# Exercise prompt
Write out again the entries from the first line to the line that includes "A domain-level error", keeping both of those lines.

# Data for this exercise
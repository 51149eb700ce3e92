use axum::http::header::ALLOW;
use axum::http::{HeaderValue, StatusCode};
use axum::response::{IntoResponse, Response};
use axum::Json;
use kontrola_core::error::CoreError;
use kontrola_db::WriteError;
use serde_json::json;

/// Application-level error type for HTTP handlers.
///
/// Wraps [`CoreError`] for domain errors and [`WriteError`] for rejected
/// writes, and adds HTTP-specific variants. Implements [`IntoResponse`] to
/// produce the JSON error envelopes the admin panel expects.
#[derive(Debug, thiserror::Error)]
pub enum AppError {
    /// A domain-level error from `kontrola_core`.
    #[error(transparent)]
    Core(#[from] CoreError),

    /// The request body is not valid JSON.
    #[error("Invalid JSON body")]
    InvalidJson,

    /// The resource does not answer this method.
    #[error("Method {method} not allowed")]
    MethodNotAllowed {
        method: String,
        allow: &'static [&'static str],
    },

    /// A write that did not happen. `message` is the caller-facing summary
    /// (e.g. "Failed to save partner").
    #[error("{message}: {source}")]
    Write {
        message: &'static str,
        source: WriteError,
    },
}

/// Convenience type alias for handler return values.
pub type AppResult<T> = Result<T, AppError>;

impl AppError {
    /// Adapter for `map_err` on repository writes.
    pub fn write(message: &'static str) -> impl FnOnce(WriteError) -> AppError {
        move |source| AppError::Write { message, source }
    }
}

impl IntoResponse for AppError {
    fn into_response(self) -> Response {
        match self {
            AppError::Core(core) => match core {
                CoreError::Validation(errors) => (
                    StatusCode::BAD_REQUEST,
                    Json(json!({ "error": "Validation failed", "errors": errors })),
                )
                    .into_response(),
                CoreError::Unauthorized => {
                    (StatusCode::UNAUTHORIZED, Json(json!({ "error": "Unauthorized" })))
                        .into_response()
                }
                CoreError::MissingId => {
                    (StatusCode::BAD_REQUEST, Json(json!({ "error": "Missing id" })))
                        .into_response()
                }
                CoreError::BadRequest(message) => {
                    (StatusCode::BAD_REQUEST, Json(json!({ "error": message }))).into_response()
                }
            },

            AppError::InvalidJson => (
                StatusCode::BAD_REQUEST,
                Json(json!({ "error": "Invalid JSON body" })),
            )
                .into_response(),

            AppError::MethodNotAllowed { method, allow } => {
                let mut response = (
                    StatusCode::METHOD_NOT_ALLOWED,
                    Json(json!({ "error": format!("Method {method} not allowed") })),
                )
                    .into_response();
                if let Ok(value) = HeaderValue::from_str(&allow.join(", ")) {
                    response.headers_mut().insert(ALLOW, value);
                }
                response
            }

            AppError::Write { message, source } => {
                let mut body = json!({ "error": message, "reason": source.reason() });
                if let Some(detail) = source.detail() {
                    body["detail"] = json!(detail);
                }
                if let Some(code) = source.code() {
                    body["code"] = json!(code);
                }
                (StatusCode::INTERNAL_SERVER_ERROR, Json(body)).into_response()
            }
        }
    }
}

# Task solution
repository 51149eb700ce3e92
use axum::http::header::ALLOW;
use axum::http::{HeaderValue, StatusCode};
use axum::response::{IntoResponse, Response};
use axum::Json;
use kontrola_core::error::CoreError;
use kontrola_db::WriteError;
use serde_json::json;

/// Application-level error type for HTTP handlers.
///
/// Wraps [`CoreError`] for domain errors and [`WriteError`] for rejected
/// writes, and adds HTTP-specific variants. Implements [`IntoResponse`] to
/// produce the JSON error envelopes the admin panel expects.
#[derive(Debug, thiserror::Error)]
pub enum AppError {
    /// A domain-level error from `kontrola_core`.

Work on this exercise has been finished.